As with data warehousing in the mid-’90s, the data lake concept today is still a relatively new one. Consequently, almost everything about data lakes — from its very definition to alternatives for integration with or migration from existing data warehouses — is still very much a moving target. Software product vendors, cloud service providers, consulting firms, industry analysts, and academics often have varying — and sometimes conflicting — perspectives on data lakes. So, how do you navigate your way across a data lake when the waters are especially choppy and you’re being tossed from side to side?

That’s where Data Lakes For Dummies comes in.

About This Book

Data Lakes For Dummies helps you make sense of the ABCs — acronym anarchy, buzzword bingo, and consulting confusion — of today’s and tomorrow’s data lakes.

This book is not only a tutorial about data lakes; it also serves as a reference that you may find yourself consulting on a regular basis. So, you don’t need to memorize large blocks of content (there’s no final exam!) because you can always go back to take a second or third or fourth look at any particular point during your own data lake efforts.

Right from the start, you find out what your organization should expect from all the time, effort, and money you’ll put into your data lake initiative, as well as see what challenges are lurking. You’ll dig deep into data lake architecture and leading cloud platforms and get your arms around the big picture of how all the pieces fit together.

One of the disadvantages of being an early adopter of any new technology is that you sometimes make mistakes or at least have a few false starts. Plenty of early data lake efforts have turned into more of a data dump, with tons of data that just isn’t very accessible or well organized. If you find yourself in this situation, fear not: You’ll see how to turn that data dump into the data lake you originally envisioned.

I don’t use many special conventions in this book, but you should be aware that sidebars (the gray boxes you see throughout the book) and anything marked with the Technical Stuff icon are all skippable. So, if you’re short on time, you can pass over these pieces without losing anything essential. On the other hand, if you have the time, you’re sure to find fascinating information here!

Within this book, you may note that some web addresses break across two lines of text. If you’re reading this book in print and want to visit one of these web pages, simply key in the web address exactly as it’s noted in the text, pretending as though the line break doesn’t exist. If you’re reading this as an e-book, you’ve got it easy — just click the web address to be taken directly to the web page.

Foolish Assumptions

The most relevant assumption I’ve made is that if you’re reading this book, you either are or will soon be working on a data lake initiative.

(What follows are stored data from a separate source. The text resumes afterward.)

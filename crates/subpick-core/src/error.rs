//! Error types for subpick.

use thiserror::Error;

/// The main error type for subpick operations.
#[derive(Error, Debug)]
pub enum PickError {
    /// No cache entry exists for the given model key.
    #[error("model '{0}' is not cached")]
    ModelNotCached(String),

    /// A mesh with the given name was not found on a model.
    #[error("mesh '{mesh}' not found on model '{key}'")]
    MeshNotFound { key: String, mesh: String },

    /// Two draw ranges of the same mesh share index-buffer offsets.
    #[error("draw ranges '{first}' and '{second}' overlap on mesh '{mesh}'")]
    OverlappingRanges {
        mesh: String,
        first: String,
        second: String,
    },

    /// The draw range index worker is no longer running.
    #[error("draw range index worker disconnected")]
    WorkerDisconnected,

    /// A request to the draw range index did not complete in time.
    #[error("draw range index request timed out after {0} ms")]
    Timeout(u64),

    /// I/O error.
    #[error("I/O error: {0}")]
    IoError(#[from] std::io::Error),

    /// JSON serialization error.
    #[error("JSON error: {0}")]
    JsonError(#[from] serde_json::Error),
}

/// A specialized Result type for subpick operations.
pub type Result<T> = std::result::Result<T, PickError>;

Maybe you’re a data strategist and architect, and what’s most important to you is sifting through mountains of sometimes conflicting — and often incomplete — information about data lakes. Your organization already makes use of earlier-generation data warehouses and data marts, and now it’s time to take that all-important next step to a data lake. If that’s the case, you’re definitely in the right place.

If you’re a developer or data architect who is working on a small subset of the overall data lake, your primary focus is how a particular software package or service works. Still, you’re curious about where your daily work fits into your organization’s overall data lake efforts. That’s where this book comes in: to provide context and that “aha!” factor to the big picture that surrounds your day-to-day tasks.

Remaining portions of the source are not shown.